After all, he argued, an acceleration of QT would not necessarily represent more than a relatively modest additional tightening that markets could reasonably easily digest.
The ECB would ideally start discussing the pandemic emergency purchase programme (PEPP) at its monetary policy meeting later this month, he said. He did not rule out the possibility that a significant decision would already emerge from the occasion, given the probable lack of other agenda items.
That a potential decision would be implemented immediately was less likely, though he would favour not waiting too long, he said.
Still, he dismissed the argument that the ECB’s credibility could suffer from an abrupt reversal of previous forward guidance on the PEPP. Markets couldn’t really think it made much sense for the ECB to be using the proceeds from maturing PEPP securities to purchase new assets, let alone to be doing so in the context of a programme intended to mitigate the fallout from the pandemic, he reasoned.

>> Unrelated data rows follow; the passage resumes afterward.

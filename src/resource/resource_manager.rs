/// Central resource manager for the engine.
///
/// Owns exactly one pool per resource kind (buffers, textures,
/// cameras, command lists) and the name lookup table for textures
/// streamed from disk. Created once at startup through
/// `Engine::create_resource_manager()` and threaded to call sites from
/// there; the pools themselves stay private so every access goes
/// through a handle.

use std::sync::Arc;

use rustc_hash::FxHashMap;

use crate::engine_bail;
use crate::error::Result;

use super::buffer_pool::BufferPool;
use super::camera_pool::CameraPool;
use super::command_list_pool::CommandListPool;
use super::texture_pool::{TextureDesc, TextureHandle, TexturePool};

/// Default texture pool capacity when none is configured
pub const DEFAULT_TEXTURE_CAPACITY: u32 = 4096;

/// Resource manager singleton (managed by Engine)
pub struct ResourceManager {
    buffers: BufferPool,
    /// Behind an Arc so streaming threads can hold the pool without
    /// holding the manager.
    textures: Arc<TexturePool>,
    cameras: CameraPool,
    command_lists: CommandListPool,
    texture_names: FxHashMap<String, TextureHandle>,
}

impl ResourceManager {
    /// Create a manager with the default texture capacity
    pub fn new() -> Self {
        Self::with_texture_capacity(DEFAULT_TEXTURE_CAPACITY)
    }

    /// Create a manager with a specific texture pool capacity
    pub fn with_texture_capacity(texture_capacity: u32) -> Self {
        Self {
            buffers: BufferPool::new(),
            textures: Arc::new(TexturePool::new(texture_capacity)),
            cameras: CameraPool::new(),
            command_lists: CommandListPool::new(),
            texture_names: FxHashMap::default(),
        }
    }

    // ===== POOL ACCESS =====

    /// The buffer pool
    pub fn buffers(&self) -> &BufferPool {
        &self.buffers
    }

    /// The buffer pool, mutable
    pub fn buffers_mut(&mut self) -> &mut BufferPool {
        &mut self.buffers
    }

    /// The shared texture pool
    pub fn textures(&self) -> &Arc<TexturePool> {
        &self.textures
    }

    /// The camera pool
    pub fn cameras(&self) -> &CameraPool {
        &self.cameras
    }

    /// The camera pool, mutable
    pub fn cameras_mut(&mut self) -> &mut CameraPool {
        &mut self.cameras
    }

    /// The command list pool, mutable
    pub fn command_lists_mut(&mut self) -> &mut CommandListPool {
        &mut self.command_lists
    }

    /// The command list pool
    pub fn command_lists(&self) -> &CommandListPool {
        &self.command_lists
    }

    // ===== NAMED TEXTURES =====

    /// Create a texture under a unique name (typically its asset path).
    ///
    /// # Errors
    ///
    /// Returns an error if the name is taken, the descriptor is invalid,
    /// or the texture pool is full.
    pub fn create_named_texture(&mut self, name: &str, desc: TextureDesc) -> Result<TextureHandle> {
        if self.texture_names.contains_key(name) {
            engine_bail!("quasar3d::ResourceManager", "Texture '{}' already exists", name);
        }
        let handle = self.textures.create_texture(desc)?;
        self.texture_names.insert(name.to_string(), handle);
        Ok(handle)
    }

    /// Look up a texture handle by name
    pub fn texture_by_name(&self, name: &str) -> Option<TextureHandle> {
        self.texture_names.get(name).copied()
    }

    /// Destroy a named texture and drop its name.
    pub fn destroy_named_texture(&mut self, name: &str) -> Result<()> {
        let Some(handle) = self.texture_names.remove(name) else {
            engine_bail!("quasar3d::ResourceManager", "Texture '{}' not found", name);
        };
        self.textures.destroy_texture(handle)
    }

    /// Names of all registered textures
    pub fn texture_names(&self) -> Vec<&str> {
        self.texture_names.keys().map(|name| name.as_str()).collect()
    }
}

impl Default for ResourceManager {
    fn default() -> Self {
        Self::new()
    }
}

#[cfg(test)]
#[path = "resource_manager_tests.rs"]
mod tests;
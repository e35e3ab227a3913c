//! CLI domain: parse, route and presentation only.
//! Routing decisions stay in the engine; the CLI drives it against a profile.

mod parse;
mod presentation;
mod route;

pub use parse::{Cli, Commands, NavigationArgs, OutputFormat};
pub use presentation::{format_action, format_config_report, format_navigation, format_tabs};
pub use route::RunContext;
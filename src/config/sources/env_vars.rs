//! Environment override source: CONTAINER_ROUTER__SECTION__KEY=value

use config::builder::DefaultState;
use config::ConfigBuilder;
use config::Environment;

pub const ENV_PREFIX: &str = "CONTAINER_ROUTER";

pub fn add_to_builder(builder: ConfigBuilder<DefaultState>) -> ConfigBuilder<DefaultState> {
    builder.add_source(
        Environment::with_prefix(ENV_PREFIX)
            .prefix_separator("__")
            .separator("__")
            .list_separator(",")
            .with_list_parse_key("routing.ignored_schemes")
            .try_parsing(true),
    )
}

Similarly, he said, it was only consistent with the ECB’s overall policy stance to consider the merits of boosting the minimum reserve requirement.
All the same, he said, it was unlikely at this point that any further tightening would take place via the key interest rates. ‘For most of us, the baseline scenario is no further hikes’, he said. ‘Headline inflation should get back to 2% in 2025, unless the unexpected occurs.’

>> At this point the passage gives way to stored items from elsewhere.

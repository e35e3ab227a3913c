//! Global config file source: $XDG_CONFIG_HOME/container-router/config.toml

use config::builder::DefaultState;
use config::ConfigBuilder;
use config::ConfigError;
use config::File;
use directories::BaseDirs;
use std::path::PathBuf;
use tracing::debug;

/// Path to global config file.
pub fn global_config_path() -> Option<PathBuf> {
    BaseDirs::new().map(|dirs| {
        dirs.config_dir()
            .join("container-router")
            .join("config.toml")
    })
}

/// Add global config file source to builder if it exists.
pub fn add_to_builder(
    mut builder: ConfigBuilder<DefaultState>,
) -> Result<ConfigBuilder<DefaultState>, ConfigError> {
    if let Some(path) = global_config_path() {
        if path.exists() {
            builder = builder.add_source(File::from(path).required(false));
        } else {
            debug!(config_path = %path.display(), "No global configuration file");
        }
    }
    Ok(builder)
}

Moreover, he said, the 2026 projection for headline inflation to be released in December, the first forecast beyond 2025, would ‘very probably’ be in line with the ECB’s price stability objective.
All the same, he said, that did not imply any near-term loosening of monetary policy.
‘Yes, the economy could weaken so much that inflation turns out to be lower, opening the door to the possibility of cutting sooner’, he said. ‘But the opposite could also happen. Right now, inflation risks are approximately balanced.’
Developments in terms of inflation have been in line with the projections issued a month ago, while growth had possibly turned out to be even weaker than expected, he said. Higher energy prices and wage pressures meant however that a retreat of inflation could not be taken for granted, he said.
Resistance to rate cuts had to be seen in the context of the ECB’s need to be certain of achieving price stability stably, he said.